Cités nouvelles
Notice
Présentation du plan d'urbanisme et de la campagne de relogement de la population algérienne : remplacement des bidonvilles par des constructions en béton.
Éclairage
Les bidonvilles sont fréquement employés, dans les films de propagande, comme un élément qui serait propre à la culture traditionnelle des « musulmans ». Or l'existence même des bidonvilles est liée en grande partie, historiquement, d'une part au rejet des Algériens des meilleures zones agricoles par les colons dès le XIXe siècle, et d'autre part à l'action de l'armée française pendant la guerre d'Algérie, qui, en « regroupant » les villages (donc en déplaçant des centaines de milliers d'Algériens des campagnes) et en retirant ainsi les emplois liés à la terre, ont favorisé l'exil des paysans sans emploi vers les villes, menant à la construction de bidonvilles. L'action de la France en la matière est de détruire ces bidonvilles pour construire des villages ou des villes en dur à la place ; 1959 marque le lancement concret de la construction des « mille nouveaux villages » prévus dans le Plan de Constantine décidé par de Gaulle en octobre 1958 et piloté par Paul Delouvrier, délégué général du gouvernement en Algérie nommé pour remplacer le général Salan en décembre 1958.

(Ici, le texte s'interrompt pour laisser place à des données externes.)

//! Car listing entity.

use serde::{Deserialize, Serialize};

/// Stable identifier of a car listing.
#[derive(Debug, Clone, PartialEq, Eq, Hash, PartialOrd, Ord, Serialize, Deserialize)]
#[serde(transparent)]
pub struct CarId(pub String);

impl CarId {
    /// Returns the identifier as string slice.
    #[must_use]
    pub fn as_str(&self) -> &str {
        &self.0
    }
}

impl std::fmt::Display for CarId {
    fn fmt(&self, f: &mut std::fmt::Formatter<'_>) -> std::fmt::Result {
        f.write_str(&self.0)
    }
}

impl From<&str> for CarId {
    fn from(value: &str) -> Self {
        Self(value.to_string())
    }
}

impl From<String> for CarId {
    fn from(value: String) -> Self {
        Self(value)
    }
}

/// A car record as returned by the listing and favorites endpoints.
#[derive(Debug, Clone, PartialEq, Serialize, Deserialize)]
#[serde(rename_all = "camelCase", try_from = "CarRecord")]
pub struct Car {
    /// Listing identifier.
    #[serde(rename = "_id")]
    pub id: CarId,
    /// Manufacturer, e.g. "Toyota".
    pub make: String,
    /// Model name, e.g. "Supra".
    pub model: String,
    /// Model year.
    pub year: Option<u16>,
    /// Asking price in whole currency units.
    pub price: Option<f64>,
    /// Fuel type.
    pub fuel: Option<String>,
    /// Odometer reading.
    pub mileage: Option<f64>,
    /// Whether the listing appears in the featured strip.
    pub featured: bool,
    /// Path of the preferred image on the media host.
    pub primary_image_url: Option<String>,
    /// Media-host paths of every image.
    pub image_urls: Vec<String>,
    /// Bare image file names served by the image endpoint.
    pub images: Vec<String>,
}

/// Identifier as sent by the server, either a string or a number.
#[derive(Deserialize)]
#[serde(untagged)]
enum WireId {
    Text(String),
    Unsigned(u64),
    Signed(i64),
}

impl From<WireId> for CarId {
    fn from(value: WireId) -> Self {
        match value {
            WireId::Text(text) => Self(text),
            WireId::Unsigned(n) => Self(n.to_string()),
            WireId::Signed(n) => Self(n.to_string()),
        }
    }
}

/// Wire shape of a car record. Records carry `_id`, `id` or both.
#[derive(Deserialize)]
#[serde(rename_all = "camelCase")]
struct CarRecord {
    #[serde(rename = "_id", default)]
    document_id: Option<WireId>,
    #[serde(default)]
    id: Option<WireId>,
    #[serde(default)]
    make: String,
    #[serde(default)]
    model: String,
    #[serde(default)]
    year: Option<u16>,
    #[serde(default)]
    price: Option<f64>,
    #[serde(default)]
    fuel: Option<String>,
    #[serde(default)]
    mileage: Option<f64>,
    #[serde(default)]
    featured: bool,
    #[serde(default)]
    primary_image_url: Option<String>,
    #[serde(default)]
    image_urls: Vec<String>,
    #[serde(default)]
    images: Vec<String>,
}

impl TryFrom<CarRecord> for Car {
    type Error = &'static str;

    fn try_from(record: CarRecord) -> Result<Self, Self::Error> {
        let id = record
            .document_id
            .or(record.id)
            .ok_or("car record has neither `_id` nor `id`")?;
        Ok(Self {
            id: id.into(),
            make: record.make,
            model: record.model,
            year: record.year,
            price: record.price,
            fuel: record.fuel,
            mileage: record.mileage,
            featured: record.featured,
            primary_image_url: record.primary_image_url,
            image_urls: record.image_urls,
            images: record.images,
        })
    }
}

impl Car {
    /// Creates a bare listing with only identity fields set.
    #[must_use]
    pub fn new(id: impl Into<CarId>, make: impl Into<String>, model: impl Into<String>) -> Self {
        Self {
            id: id.into(),
            make: make.into(),
            model: model.into(),
            year: None,
            price: None,
            fuel: None,
            mileage: None,
            featured: false,
            primary_image_url: None,
            image_urls: Vec::new(),
            images: Vec::new(),
        }
    }

    /// Sets the model year.
    #[must_use]
    pub const fn with_year(mut self, year: u16) -> Self {
        self.year = Some(year);
        self
    }

    /// Sets the asking price.
    #[must_use]
    pub const fn with_price(mut self, price: f64) -> Self {
        self.price = Some(price);
        self
    }

    /// Returns "make model".
    #[must_use]
    pub fn title(&self) -> String {
        format!("{} {}", self.make, self.model)
    }
}
//! Infrastructure layer with external service adapters.

/// Marketplace REST API client.
pub mod api;
/// Application configuration.
pub mod config;
/// Token storage adapters.
pub mod storage;

pub use api::MarketplaceApiClient;
pub use config::{AppConfig, CliArgs, Command, LogLevel, StorageManager};
pub use storage::KeyringTokenStorage;
//! Marketplace REST API adapter.

mod client;
mod dto;

pub use client::{DEFAULT_API_BASE, MarketplaceApiClient};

Il s'agit d'un film de propagande sur les « mille nouveaux villages ». Mais au lieu d'un film montrant le plan dans sa globalité (il en existe), celui-ci ne mentionne presque pas le plan de Constantine pour se concentrer sur le cas particulier d'un enfant, Tahar (qui, comme le note le speaker, « n'est qu'un enfant d'Algérie parmi tant d'autres »), dans la région de Bône, à Sidi Salem plus précisément. Les enfants sont eux aussi souvent employés dans la propagande sur l'Algérie car ils représentent le futur du pays ; ici, Tahar est donc en même temps le témoin du changement et une métaphore du changement. La musique du film est très légère, presque guillerette ; elle colle à une mise en scène construite, puisque le film est intégralement joué et n'est donc pas « documentaire ». Comme toujours dans la propagande, le but est d'orienter la lecture du spectateur, et de sélectionner pour ce faire les informations qui sont véhiculées. Ici, le film entier repose sur l'existence des bidonvilles et sur leur résorption grâce à la France ; or comme on l'a vu c'est la France elle-même qui les a générés en grande partie. Il s'agit donc essentiellement de « colmater » les erreurs du passé en les faisant passer pour des innovations ; on met alors en avant la « poussée démographique, à l'un des taux les plus élevés du monde » pour expliquer ce fait, tandis que la musique se fait dramatique sur les images de destruction des bidonvilles comme la Choumarelle. Le film met aussi en avant la mise au travail des hommes prenant part à cet « immense plan de construction et d'équipement ». « Notre petit ami Tahar » est également le témoin de la disparition des vieilles traditions, comme « ce marché vétuste, voué à disparaître » face au nouveau marché, « construit en dur ». Et si Tahar est « blessé, ou malade, il ira au centre social pour se faire soigner gratuitement ». Tahar a droit à un traitement de faveur : l'officier SAS le sort de l'école pour l'emmener visiter des appartements modernes et des cités, un homme lui faisant parcourir les lieux tandis que le speaker met en avant cette « vaste entreprise d'équipement et de rénovation dont le général de Gaulle a défini le plan à Constantine en octobre 1958 ». Le film se termine sur une musique pleine d'espoir, digne d'un Walt Disney, et sur un travelling arrière faisant penser aux Quatre cent coups : « Qui oserait regretter le passé ? Certainement pas Tahar ! » conclut le speaker.